Is #AfrinAddiction a Thing? 800K Say Yes
What’s that you say? The phrase #AfrinAddiction is trending on TikTok? How can that be? Isn’t Afrin sold over-the-counter? And aren’t over-the-counter drugs supposed to be safe? So how can people be getting addicted to nasal spray?
You’ve got questions. We get it. Heck, we had questions too. Lots and lots of questions. Especially after reading beyond the headline “Some OTC Drugs Can Be Habit-Forming So Be Careful When Taking These”. Fortunately, BuzzFeed News Contributor Amanda Gardner answered most of those questions, but not before scaring the proverbial bejesus out of us.
Is nothing safe anymore?
Gardner’s story seems to say both Yes and No. That’s not her fault though. It’s just the way the questions answered. Gardner got those answers from some exemplary sources too.
Among those sources was Pat Aussem, who serves as associate vice president of consumer clinical content development at the Partnership to End Addiction.
A Question of Misuse
So called #AfrinAddiction seems to spring about from misuse. Or, as Aussem explains, “when a person takes more of the medication than prescribed on the label, for a longer period of time, more often than what is recommended, or is using it for a purpose other than what was intended.”

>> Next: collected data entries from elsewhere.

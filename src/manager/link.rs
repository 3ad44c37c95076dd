// Copyright 2025 Lablup Inc. and Jeongkyu Shin
//
// Licensed under the Apache License, Version 2.0 (the "License");
// you may not use this file except in compliance with the License.
// You may obtain a copy of the License at
//
//     http://www.apache.org/licenses/LICENSE-2.0
//
// Unless required by applicable law or agreed to in writing, software
// distributed under the License is distributed on an "AS IS" BASIS,
// WITHOUT WARRANTIES OR CONDITIONS OF ANY KIND, either express or implied.
// See the License for the specific language governing permissions and
// limitations under the License.

use std::sync::atomic::{AtomicBool, Ordering};
use std::sync::Arc;
use std::time::Duration;
use tokio::sync::mpsc;

use super::bus::Manager;
use super::error::ManagerError;
use super::event::{Admission, Event, EventKind, HostOutcome, Peer};

/// Reports a host's terminal `End` event at most once.
///
/// Cloned out of a [`HostLink`] so a supervisor can still finish the host
/// after the session itself is gone.
#[derive(Clone)]
pub struct EndNotifier {
    host: String,
    manager: Arc<Manager>,
    ended: Arc<AtomicBool>,
}

impl EndNotifier {
    /// Send `End(outcome)` unless this host already ended. Returns whether
    /// the event was sent.
    pub fn end(&self, outcome: HostOutcome) -> bool {
        if self.ended.swap(true, Ordering::SeqCst) {
            tracing::warn!("{} already reported End, dropping {:?}", self.host, outcome);
            return false;
        }
        let event = Event::new(Peer::host(&self.host), EventKind::End(outcome));
        if let Err(e) = self.manager.send(&Peer::Controller, event) {
            tracing::warn!("Failed to report End for {}: {}", self.host, e);
        }
        true
    }

    pub fn has_ended(&self) -> bool {
        self.ended.load(Ordering::SeqCst)
    }

    pub fn host(&self) -> &str {
        &self.host
    }
}

/// A session's side of the bus: send to the controller, read replies.
pub struct HostLink {
    notifier: EndNotifier,
    mailbox: mpsc::UnboundedReceiver<Event>,
    registration: u64,
}

impl HostLink {
    pub(super) fn new(
        host: String,
        manager: Arc<Manager>,
        mailbox: mpsc::UnboundedReceiver<Event>,
        registration: u64,
    ) -> Self {
        Self {
            notifier: EndNotifier {
                host,
                manager,
                ended: Arc::new(AtomicBool::new(false)),
            },
            mailbox,
            registration,
        }
    }

    pub fn host(&self) -> &str {
        &self.notifier.host
    }

    /// Post a lifecycle event to the controller.
    ///
    /// `End` goes through [`HostLink::end`] so it is reported once.
    pub fn notify(&self, kind: EventKind) -> Result<(), ManagerError> {
        if let EventKind::End(outcome) = kind {
            self.notifier.end(outcome);
            return Ok(());
        }
        let event = Event::new(Peer::host(self.host()), kind);
        self.notifier.manager.send(&Peer::Controller, event)
    }

    /// Report the terminal event for this host.
    pub fn end(&self, outcome: HostOutcome) -> bool {
        self.notifier.end(outcome)
    }

    pub fn end_notifier(&self) -> EndNotifier {
        self.notifier.clone()
    }

    /// Next event addressed to this host. `None` waits indefinitely.
    pub async fn receive(&mut self, timeout: Option<Duration>) -> Result<Event, ManagerError> {
        let next = match timeout {
            None => self.mailbox.recv().await,
            Some(limit) => tokio::time::timeout(limit, self.mailbox.recv())
                .await
                .map_err(|_| ManagerError::Timeout(limit))?,
        };
        next.ok_or(ManagerError::Closed)
    }

    /// Announce `Begin` and wait for the controller's answer.
    pub async fn begin(&mut self) -> Result<Admission, ManagerError> {
        self.handshake(EventKind::Begin).await
    }

    /// Announce `Ready` and wait for the controller's answer.
    pub async fn ready(&mut self) -> Result<Admission, ManagerError> {
        self.handshake(EventKind::Ready).await
    }

    async fn handshake(&mut self, kind: EventKind) -> Result<Admission, ManagerError> {
        self.notify(kind)?;
        loop {
            let reply = self.receive(None).await?;
            match reply.kind {
                EventKind::Continue => return Ok(Admission::Continue),
                EventKind::Stop => return Ok(Admission::Stop),
                other => {
                    tracing::trace!("{} ignoring {:?} while awaiting admission", self.host(), other)
                }
            }
        }
    }
}

impl Drop for HostLink {
    fn drop(&mut self) {
        self.notifier
            .manager
            .unregister(&self.notifier.host, self.registration);
    }
}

In other words, when folks don’t follow directions. Or worse.
In Afrin’s case, those directions are there for damn good reason.
“When Afrin is used for longer than three days, it can cause a chemical imbalance in the body…” says National Capital Poison Center Dr. Kelly Johnson-Arbor, “[and] that actually results in worsening nasal stuffiness when Afrin is discontinued.”
This leads to a vicious cycle – first, using Afrin to fight decongestion; then puffing away to address recongestion. It apparently happens a lot. Well, enough so that it’s considered a condition anyway. It’s even got a medical name: rhinitis medicamentosa.
But nasal stuffiness, congestion, and pain aren’t the only joys brought about by Afrin misuse and abuse. It can also lower blood pressure and heart rate, leading to dizziness or fainting.
Dr. Johnson-Arbor says things can get so bad that “doctors sometimes prescribe steroids to lessen the discomfort of quitting Afrin.”
Sounds like #AfrinAddiction to us.
What about this so-called #AfrinAddicition anyway? And why is it trending?
We came about the 800K TikTok stat via BuzzFeed News’ Gardner. Gardner, in turn, may or may not have gotten tipped off by someone named George Resch, aka TankSinatra, who bam-bam-bammed about it all on his podcast, Meme Daddies.
“I AM ADDICTED TO AFRIN.”
“I CAN’T BELIEVE THAT IT’S LEGAL AND THEY SELL IT OVER THE COUNTER.”
“NOBODY SHOULD BE USING AFRIN PERIOD. HANDS DOWN.”
Bam! Bam! Bam!
Then TankSinatra really went at it.
“There’s a chemical in it called oxymetazoline that binds itself to the receptors in your nose and inflames the nasal lining.” said the cigar-chomping co-host. “Even when you’re not congested from having a cold your nose is literally swollen shut and you can’t breathe without the Afrin.”
Billed as “a silly podcast about memes with Tank Sinatra ad Adam the Creator,” Meme Daddies is hardly the place to go to for medical advice. And TankSinatra is probably not the first person you wanna call regarding nasal problems either. But the man does say that “he’s been congested for over a year.” So either he’s not following directions or #AfrinAddiction is really a thing.
Perhaps it’s a good bit of both.
Misuse vs Addiction
Misuse may cause dependency, but, writes Gardner, it’s “not the same as true addiction.”
“A person who is misusing an OTC drug can develop a physical dependency on the drug, which means their body comes to rely on it for a particular function,” continues Gardner. “That isn’t the same as an addiction to a drug, which results in compulsive behavior to get the drug despite the sometimes devastating and even life-threatening repercussions.”
As you might suspect, Afrin isn’t the only risky OTC medication either. Problems can also arise from the misuse and/or overuse of headache remedies, be they aspirin, ibuprofen, naproxen, acetaminophen or anything else. So can cortisone creams used for rashes, sunburn, eczema and the like.
Heck, according to Gardner (and the American Academy of Ophthalmology) even Visine can be harmful if not taken wisely.
We recommend checking out Gardener’s article, so you can see for yourself just how fine a line there is between misuse and addiction. We also recommend heeding all OTC remedy instructions. Spare yourself the need to podcast about your #AfrinAddiction.